The roots of today’s humanities as a set of academic disciplines can be found in all human societies and cultures. The societal memories are stored as common stories that are shared both among the current occupants of the society as well as with future members. These stories capture the memories of the society in terms of the behaviors (reactions) that have worked and those that have failed. They provide an autobiographical history (summary) for the society, a sort of ego-centered self-awareness that is shared and passed on to future members of the society. They also provide possible futures open to that society. Over time technologies have improved our ability to collect, store, process, and disseminate these memories and their applications, but the important function of providing salient societal memories has remained the same.


As with advanced brains, modern societies have modularized and specialized activities to better use and control these memories. For example, the discipline of History has a similar role to the hippocampus, sorting through the vast array of details and preserving (potentiating) those that seem to have the most significance either because of their relation to the structure of memories already stored or because they involve a particularly dangerous threat or significant opportunity.


Literature and art provide a society with something like an autobiographical self. The social cannon created provides a summary (often idealized) that reflects the society’s history, mores, and possible futures. Some works (classics) remain relatively stable, but the autobiographical self continues to be updated based on new societal encounters and challenges.

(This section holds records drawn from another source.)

//! SQLite data source implementation

use crate::database::traits::{DataSource, DatabaseError, FindQuery};
use crate::row::{Row, Value};
use crate::schema::{ColumnInfo, ForeignKey, TableInfo};
use async_trait::async_trait;
use sqlx::query::Query;
use sqlx::sqlite::{Sqlite, SqliteArguments, SqliteRow};
use sqlx::{Column, Row as _, SqlitePool, TypeInfo, ValueRef};

/// SQLite data source
pub struct SqliteProvider {
    pool: SqlitePool,
}

impl SqliteProvider {
    /// Create a new SQLite provider
    ///
    /// # Arguments
    ///
    /// * `pool` - SQLite connection pool
    pub fn new(pool: SqlitePool) -> Self {
        Self { pool }
    }

    /// Quote an identifier (table or column name) to prevent SQL injection
    ///
    /// SQLite uses double quotes for identifiers. This function escapes any
    /// double quotes in the identifier by doubling them.
    fn quote_identifier(identifier: &str) -> String {
        format!("\"{}\"", identifier.replace('"', "\"\""))
    }

    /// Convert a SQLite row to a dashboard row, keeping result column order
    fn row_from_sqlite(row: &SqliteRow) -> Result<Row, DatabaseError> {
        let mut converted = Row::new();

        for (index, column) in row.columns().iter().enumerate() {
            let value = Self::extract_column_value(row, index)?;
            converted.insert(column.name(), value);
        }

        Ok(converted)
    }

    /// Extract a column value using the storage class of the stored value
    ///
    /// SQLite is dynamically typed, so the declared column type is not a
    /// reliable guide; the value's own class is.
    fn extract_column_value(row: &SqliteRow, index: usize) -> Result<Value, DatabaseError> {
        let raw = row.try_get_raw(index)?;
        if raw.is_null() {
            return Ok(Value::Null);
        }
        let storage_class = raw.type_info().name().to_string();

        let value = match storage_class.as_str() {
            "INTEGER" => Value::Integer(row.try_get::<i64, _>(index)?),
            "REAL" => Value::Real(row.try_get::<f64, _>(index)?),
            "BLOB" => {
                let bytes = row.try_get::<Vec<u8>, _>(index)?;
                Value::Blob { bytes: bytes.len() }
            }
            _ => Value::Text(row.try_get::<String, _>(index)?),
        };

        Ok(value)
    }

    /// Bind a dashboard value to a positional parameter
    fn bind_value<'q>(
        query: Query<'q, Sqlite, SqliteArguments<'q>>,
        value: &Value,
    ) -> Query<'q, Sqlite, SqliteArguments<'q>> {
        match value {
            Value::Null => query.bind(None::<String>),
            Value::Bool(flag) => query.bind(*flag),
            Value::Integer(number) => query.bind(*number),
            Value::Real(number) => query.bind(*number),
            Value::Text(text) => query.bind(text.clone()),
            // Only the size is known, so a blob matches nothing.
            Value::Blob { .. } => query.bind(None::<Vec<u8>>),
        }
    }

    /// Build the INSERT (or upsert) statement used by `save`
    ///
    /// `columns` are the non-null columns being written, in bind order.
    /// `cleared` are columns submitted empty: an insert leaves them to their
    /// defaults, an update sets them to NULL.
    fn build_save_statement(
        table: &str,
        primary_key: &str,
        columns: &[&str],
        cleared: &[&str],
        has_key: bool,
    ) -> String {
        let quoted_table = Self::quote_identifier(table);

        if columns.is_empty() {
            return format!("INSERT INTO {} DEFAULT VALUES RETURNING *", quoted_table);
        }

        let column_list = columns
            .iter()
            .map(|column| Self::quote_identifier(column))
            .collect::<Vec<_>>()
            .join(", ");
        let placeholders = vec!["?"; columns.len()].join(", ");
        let mut statement = format!(
            "INSERT INTO {} ({}) VALUES ({})",
            quoted_table, column_list, placeholders
        );

        if has_key {
            let mut assignments: Vec<String> = columns
                .iter()
                .filter(|column| **column != primary_key)
                .map(|column| {
                    let quoted = Self::quote_identifier(column);
                    format!("{} = excluded.{}", quoted, quoted)
                })
                .chain(
                    cleared
                        .iter()
                        .map(|column| format!("{} = NULL", Self::quote_identifier(column))),
                )
                .collect();
            if assignments.is_empty() {
                let quoted = Self::quote_identifier(primary_key);
                assignments.push(format!("{} = excluded.{}", quoted, quoted));
            }

            statement.push_str(&format!(
                " ON CONFLICT({}) DO UPDATE SET {}",
                Self::quote_identifier(primary_key),
                assignments.join(", ")
            ));
        }

        statement.push_str(" RETURNING *");
        statement
    }

    async fn describe_table(&self, table: &str) -> Result<TableInfo, DatabaseError> {
        // PRAGMA table_info returns: cid, name, type, notnull, dflt_value, pk
        let table_info_query = format!("PRAGMA table_info({})", Self::quote_identifier(table));
        let column_rows = sqlx::query(&table_info_query)
            .fetch_all(&self.pool)
            .await?;

        if column_rows.is_empty() {
            return Err(DatabaseError::TableNotFound(table.to_string()));
        }

        let mut columns = Vec::with_capacity(column_rows.len());
        for row in column_rows {
            let name: String = row.try_get("name")?;
            let data_type: String = row.try_get("type")?;
            let not_null: i32 = row.try_get("notnull")?;
            let primary_key: i32 = row.try_get("pk")?;

            columns.push(ColumnInfo {
                name,
                data_type,
                nullable: not_null == 0,
                is_primary_key: primary_key > 0,
            });
        }

        // PRAGMA foreign_key_list returns: id, seq, table, from, to, on_update, on_delete, match
        let foreign_key_query =
            format!("PRAGMA foreign_key_list({})", Self::quote_identifier(table));
        let foreign_key_rows = sqlx::query(&foreign_key_query)
            .fetch_all(&self.pool)
            .await?;

        let mut foreign_keys = Vec::with_capacity(foreign_key_rows.len());
        for row in foreign_key_rows {
            // "to" is NULL when the reference targets the parent's primary key implicitly
            let references_column: Option<String> = row.try_get("to")?;
            foreign_keys.push(ForeignKey {
                column: row.try_get("from")?,
                references_table: row.try_get("table")?,
                references_column: references_column.unwrap_or_default(),
            });
        }

        Ok(TableInfo {
            name: table.to_string(),
            columns,
            foreign_keys,
        })
    }
}

#[async_trait]
impl DataSource for SqliteProvider {
    async fn describe_tables(&self) -> Result<Vec<TableInfo>, DatabaseError> {
        let query = "SELECT name FROM sqlite_master WHERE type='table' AND name NOT LIKE 'sqlite_%' ORDER BY name";

        let rows = sqlx::query(query).fetch_all(&self.pool).await?;

        let mut tables = Vec::with_capacity(rows.len());
        for row in rows {
            let name: String = row.try_get("name")?;
            tables.push(self.describe_table(&name).await?);
        }

        Ok(tables)
    }

    async fn count(&self, table: &str) -> Result<u64, DatabaseError> {
        let count_query = format!("SELECT COUNT(*) FROM {}", Self::quote_identifier(table));
        let count: i64 = sqlx::query_scalar(&count_query)
            .fetch_one(&self.pool)
            .await?;

        Ok(count as u64)
    }

    async fn find(&self, table: &str, query: FindQuery) -> Result<Vec<Row>, DatabaseError> {
        let quoted_table = Self::quote_identifier(table);

        let rows = match query {
            FindQuery::Page { offset, limit } => {
                let select_query = format!("SELECT * FROM {} LIMIT ? OFFSET ?", quoted_table);
                sqlx::query(&select_query)
                    .bind(limit as i64)
                    .bind(offset as i64)
                    .fetch_all(&self.pool)
                    .await?
            }
            FindQuery::Where { column, equals } => {
                let select_query = format!(
                    "SELECT * FROM {} WHERE {} = ?",
                    quoted_table,
                    Self::quote_identifier(&column)
                );
                Self::bind_value(sqlx::query(&select_query), &equals)
                    .fetch_all(&self.pool)
                    .await?
            }
        };

        rows.iter().map(Self::row_from_sqlite).collect()
    }

    async fn save(&self, table: &str, primary_key: &str, row: Row) -> Result<Row, DatabaseError> {
        let written: Vec<(&str, &Value)> = row
            .iter()
            .filter(|(_, value)| !value.is_null() && !matches!(value, Value::Blob { .. }))
            .collect();
        let columns: Vec<&str> = written.iter().map(|(column, _)| *column).collect();
        let cleared: Vec<&str> = row
            .iter()
            .filter(|(column, value)| value.is_null() && *column != primary_key)
            .map(|(column, _)| column)
            .collect();
        let has_key = columns.contains(&primary_key);

        let statement = Self::build_save_statement(table, primary_key, &columns, &cleared, has_key);
        let mut query = sqlx::query(&statement);
        for (_, value) in &written {
            query = Self::bind_value(query, value);
        }

        match query.fetch_optional(&self.pool).await? {
            Some(stored) => Self::row_from_sqlite(&stored),
            None => Err(DatabaseError::NothingWritten(table.to_string())),
        }
    }

    async fn delete(&self, table: &str, column: &str, equals: &Value) -> Result<u64, DatabaseError> {
        let delete_query = format!(
            "DELETE FROM {} WHERE {} = ?",
            Self::quote_identifier(table),
            Self::quote_identifier(column)
        );
        let result = Self::bind_value(sqlx::query(&delete_query), equals)
            .execute(&self.pool)
            .await?;

        Ok(result.rows_affected())
    }
}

The Social Sciences (including Political Science) apply the historical and autobiographical context to the current input and project possible futures. Politics itself is more like the primitive limbic system, which reacts immediately to current input based on reflexive mechanisms. Without appropriate training, these reflexes, like emotional responses, often remain independent of any self-control imposed by the more reflective disciplines and render the society less effective at profiting from the memories.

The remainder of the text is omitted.